Saturn, photographed by the Hubble Space Telescope
All of the jovian planets in our solar system have rings. (Jovian planets are large, mostly gaseous planets.) The rings of Saturn are the brightest and best known planetary ring system. Saturn was a great puzzle to Galileo, the first person to point a telescope at the planet in the year 1610. In Galileo's relatively crude instrument, Saturn's rings looked like a pair of ears or bumps on either side of a larger disk. A few years later Galileo noted that these "bumps" had disappeared.
As telescopes improved, they provided sharper views of the planets. In 1659, Christian Huygens announced that he was able to resolve the "bumps" observed by Galileo into a flat disk structure ringing the entire planet. The occasional disappearance of the rings was explained by the fact that every fifteen years or so the rings are tilted "edge on" toward the Earth, making it impossible to see them even in large telescopes (the most recent "ring plane crossing" occurred in August 1996). This in turn suggests that the rings of Saturn are very thin relative to their diameter; in fact, if you were to build a scale model of Saturn, making the rings only as thick as a piece of typing paper (about 0.1 milimetres), the diameter of the ring system would be about forty metres.

The nineteenth-century physicist James Clerk Maxwell argued that the rings of Saturn are not solid, but consist of uncountable millions of smaller particles orbiting Saturn in much the same way as our Moon orbits the Earth. Maxwell's theory was confirmed in 1895 when spectroscopic analysis revealed that the inner edge of the Saturn ring system revolved faster than the outer edge, which would be impossible if the rings were a single, solid object. The American Pioneer and Voyager spacecraft have revealed the rings of Saturn to be composed of icy particles ranging in size from a fraction of a millimeter to twenty or thirty metres across.

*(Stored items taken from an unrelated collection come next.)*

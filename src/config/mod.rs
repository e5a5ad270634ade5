use anyhow::Result;
use serde::{Deserialize, Serialize};
use std::path::{Path, PathBuf};

/// Element bindings for the controller. The markup contract lives here
/// instead of being scattered through the handlers as string literals.
#[derive(Debug, Clone, Serialize, Deserialize, PartialEq, Eq)]
pub struct ControllerConfig {
    /// Selector for the back navigation link (".class" or "#id")
    #[serde(default = "default_back_link_selector")]
    pub back_link_selector: String,

    /// Id of the button that triggers the deferred submission
    #[serde(default = "default_load_button_id")]
    pub load_button_id: String,

    /// Id of the loading indicator revealed on trigger
    #[serde(default = "default_spinner_id")]
    pub spinner_id: String,

    /// Id of the form submitted once the delay elapses
    #[serde(default = "default_form_id")]
    pub form_id: String,
}

fn default_back_link_selector() -> String {
    ".back-link".to_string()
}

fn default_load_button_id() -> String {
    "load-button".to_string()
}

fn default_spinner_id() -> String {
    "spinning-wheel".to_string()
}

fn default_form_id() -> String {
    "previous-movement-form".to_string()
}

impl Default for ControllerConfig {
    fn default() -> Self {
        Self {
            back_link_selector: default_back_link_selector(),
            load_button_id: default_load_button_id(),
            spinner_id: default_spinner_id(),
            form_id: default_form_id(),
        }
    }
}

impl ControllerConfig {
    /// Get the config file path
    fn config_path() -> Result<PathBuf> {
        let config_dir = dirs::config_dir()
            .ok_or_else(|| anyhow::anyhow!("Could not find config directory"))?
            .join("pagewire");

        Ok(config_dir.join("config.toml"))
    }

    /// Load config from the default location, or fall back to defaults
    pub fn load() -> Self {
        let path = match Self::config_path() {
            Ok(p) => p,
            Err(_) => return Self::default(),
        };

        if !path.exists() {
            return Self::default();
        }

        match Self::load_from(&path) {
            Ok(config) => config,
            Err(e) => {
                tracing::warn!("Could not load config from {}: {}", path.display(), e);
                Self::default()
            }
        }
    }

    /// Load config from an explicit file
    pub fn load_from(path: &Path) -> Result<Self> {
        let content = std::fs::read_to_string(path)?;
        let config = toml::from_str(&content)?;
        Ok(config)
    }
}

Jupiter, photographed by the Hubble Space Telescope


Neptune, photographed by the Hubble Space Telescope

Jupiter, Uranus, and Neptune also possess thin rings of icy and rocky material. These rings systems are not nearly as extensive as the rings of Saturn and are practically invisible to ground-based telescopes. The rings of Uranus were discovered through a phenomenon called occultation. An occultation occurs whenever one astronomical body passes in front of another. Astronomers observing Uranus in 1976 noticed that a bright star passing behind Uranus "flickered" before it was blocked by the disk of the planet. The flickering pattern was repeated exactly as the star emerged on the other side of Uranus's disk, which ruled out the possibility that the flickering was nothing more than twinkling caused by turbulence in Earth's atmosphere. The astronomers concluded that Uranus is encircled by several thin rings.

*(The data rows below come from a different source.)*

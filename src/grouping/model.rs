//! ILP formulation of the grouping problem.
//!
//! # Variables
//!
//! - `x[d][g][p]`: person `p` is in group `g` on day `d`
//! - `y[d][p1][p2]` (`p1 < p2`): `p1` and `p2` may share a group on day `d`
//!
//! # Constraints
//!
//! 1. `sum_g x[d][g][p] == 1` for every day and person
//! 2. `sum_p x[d][g][p] == group_size` for every day and group
//! 3. `y[d][p1][p2] >= x[d][g][p1] + x[d][g][p2] - 1` for every day, pair and group
//! 4. `sum_d y[d][p1][p2] <= repeats_allowed` for every pair
//!
//! Constraint 3 is the AND-linearization of `x[d][g][p1] * x[d][g][p2]`. It
//! forces `y` up to 1 when a pair shares a group and leaves it free
//! otherwise; the cap in constraint 4 only needs `y` to bound the true
//! co-occurrence from above.
//!
//! # Reference
//!
//! Glover & Woolsey (1974), "Converting the 0-1 polynomial programming
//! problem to a 0-1 linear program"

use tracing::debug;

use super::config::GroupingConfig;
use super::types::{pair_index, pairs, Person};
use crate::error::ConfigError;
use crate::ilp::{BoolVar, Comparison, IlpModel, LinearConstraint, VarId};

/// Number of constraints emitted per family.
#[derive(Debug, Clone, Copy, PartialEq, Eq)]
pub struct ConstraintCounts {
    pub one_group_per_day: usize,
    pub group_size: usize,
    pub linearization: usize,
    pub repeat_cap: usize,
}

impl ConstraintCounts {
    /// Expected counts for a config that passed
    /// [`GroupingConfig::validate`].
    pub fn expected(config: &GroupingConfig) -> Self {
        let days = config.num_days as usize;
        let groups = config.num_groups() as usize;
        let people = config.num_people as usize;
        let pairs = config.num_pairs();
        Self {
            one_group_per_day: days * people,
            group_size: days * groups,
            linearization: days * pairs * groups,
            repeat_cap: pairs,
        }
    }

    pub fn total(&self) -> usize {
        self.one_group_per_day + self.group_size + self.linearization + self.repeat_cap
    }
}

/// The grouping ILP together with its variable layout.
#[derive(Debug, Clone, PartialEq, Eq)]
pub struct GroupingModel {
    config: GroupingConfig,
    ilp: IlpModel,
    counts: ConstraintCounts,
    /// Id of the first co-occurrence variable.
    cooccurrence_offset: usize,
}

impl GroupingModel {
    /// Parameters this model was built from.
    pub fn config(&self) -> &GroupingConfig {
        &self.config
    }

    /// The underlying ILP.
    pub fn ilp(&self) -> &IlpModel {
        &self.ilp
    }

    /// Constraint counts per family.
    pub fn constraint_counts(&self) -> ConstraintCounts {
        self.counts
    }

    pub fn num_assignment_vars(&self) -> usize {
        self.cooccurrence_offset
    }

    pub fn num_cooccurrence_vars(&self) -> usize {
        self.ilp.var_count() - self.cooccurrence_offset
    }

    /// Variable `x[day][group][person]`.
    ///
    /// Returns `None` if any index is out of range.
    pub fn assignment_var(&self, day: usize, group: usize, person: Person) -> Option<VarId> {
        let c = &self.config;
        if day >= c.num_days as usize
            || group >= c.num_groups() as usize
            || person == 0
            || person > c.num_people
        {
            return None;
        }
        Some(x_id(c, day, group, person))
    }

    /// Variable `y[day][p1][p2]`. The two people may be given in either order.
    ///
    /// Returns `None` if the day is out of range or the people are equal or
    /// out of range.
    pub fn cooccurrence_var(&self, day: usize, p1: Person, p2: Person) -> Option<VarId> {
        let c = &self.config;
        let in_range = |p: Person| (1..=c.num_people).contains(&p);
        if day >= c.num_days as usize || p1 == p2 || !in_range(p1) || !in_range(p2) {
            return None;
        }
        Some(y_id(c, self.cooccurrence_offset, day, p1, p2))
    }
}

fn x_id(c: &GroupingConfig, day: usize, group: usize, person: Person) -> VarId {
    let groups = c.num_groups() as usize;
    let people = c.num_people as usize;
    VarId((day * groups + group) * people + (person - 1) as usize)
}

fn y_id(c: &GroupingConfig, offset: usize, day: usize, p1: Person, p2: Person) -> VarId {
    VarId(offset + day * c.num_pairs() + pair_index(c.num_people, p1, p2))
}

/// Builds the grouping ILP.
///
/// Deterministic: equal configs produce equal models. Fails with
/// [`ConfigError`] before allocating anything if the config is invalid.
///
/// # Examples
///
/// ```
/// use u_grouping::grouping::{build_model, GroupingConfig};
///
/// let model = build_model(&GroupingConfig::default()).unwrap();
/// assert_eq!(model.num_assignment_vars(), 6 * 4 * 24);
/// assert_eq!(model.num_cooccurrence_vars(), 6 * 276);
/// ```
pub fn build_model(config: &GroupingConfig) -> Result<GroupingModel, ConfigError> {
    config.validate()?;

    let days = config.num_days as usize;
    let groups = config.num_groups() as usize;
    let people = config.num_people;
    let counts = ConstraintCounts::expected(config);
    let num_x = days * groups * people as usize;
    let num_y = days * config.num_pairs();

    let mut ilp = IlpModel::with_capacity("group_assignment", num_x + num_y, counts.total());

    for d in 0..days {
        for g in 0..groups {
            for p in 1..=people {
                ilp.add_bool_var(BoolVar::new(format!("x_{d}_{g}_{p}")));
            }
        }
    }
    let offset = ilp.var_count();
    for d in 0..days {
        for (p1, p2) in pairs(people) {
            ilp.add_bool_var(BoolVar::new(format!("y_{d}_{p1}_{p2}")));
        }
    }

    // 1. Each person is in exactly one group per day.
    for d in 0..days {
        for p in 1..=people {
            let vars = (0..groups).map(|g| x_id(config, d, g, p));
            ilp.add_constraint(LinearConstraint::sum_eq(vars, 1));
        }
    }

    // 2. Each group has exactly group_size members per day.
    for d in 0..days {
        for g in 0..groups {
            let vars = (1..=people).map(|p| x_id(config, d, g, p));
            ilp.add_constraint(LinearConstraint::sum_eq(
                vars,
                i64::from(config.group_size),
            ));
        }
    }

    // 3. y - x_p1 - x_p2 >= -1
    for d in 0..days {
        for (p1, p2) in pairs(people) {
            let y = y_id(config, offset, d, p1, p2);
            for g in 0..groups {
                ilp.add_constraint(LinearConstraint::new(
                    vec![
                        (y, 1),
                        (x_id(config, d, g, p1), -1),
                        (x_id(config, d, g, p2), -1),
                    ],
                    Comparison::Ge,
                    -1,
                ));
            }
        }
    }

    // 4. Repeat cap.
    for (p1, p2) in pairs(people) {
        let vars = (0..days).map(|d| y_id(config, offset, d, p1, p2));
        ilp.add_constraint(LinearConstraint::sum_le(
            vars,
            i64::from(config.repeats_allowed),
        ));
    }

    debug!(
        people,
        groups,
        days,
        assignment_vars = num_x,
        cooccurrence_vars = num_y,
        constraints = ilp.constraint_count(),
        "built grouping model"
    );

    Ok(GroupingModel {
        config: *config,
        ilp,
        counts,
        cooccurrence_offset: offset,
    })
}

Jovian planets: Jupiter, Saturn, Uranus and Neptune

Planetary rings are probably created when a small moon collides with another moon, or ventures so close to its planet that gravitational tidal forces shred it apart. The resulting fragments spread out into concentric orbits, breaking into ever smaller fragments through repeated collisions, eventually forming a set of rings. Ring systems are thought to be a somewhat transient phenomena, lasting perhaps several hundred million years. Rings as magnificent as the rings of Saturn are probably rare. We are truly privileged to live in our solar system at a time when this extraordinary planetary spectacle is readily visible in backyard telescopes. If you've never seen Saturn in a telescope, I urge you to visit a planetarium or local astronomy club and take a look. You'll never forget it. Seeing the rings of Saturn in her brother's telescope when she was young was what made Rain Robinson become an astronomer, as told to Tom Paris in [#51 Future's End, Part Two].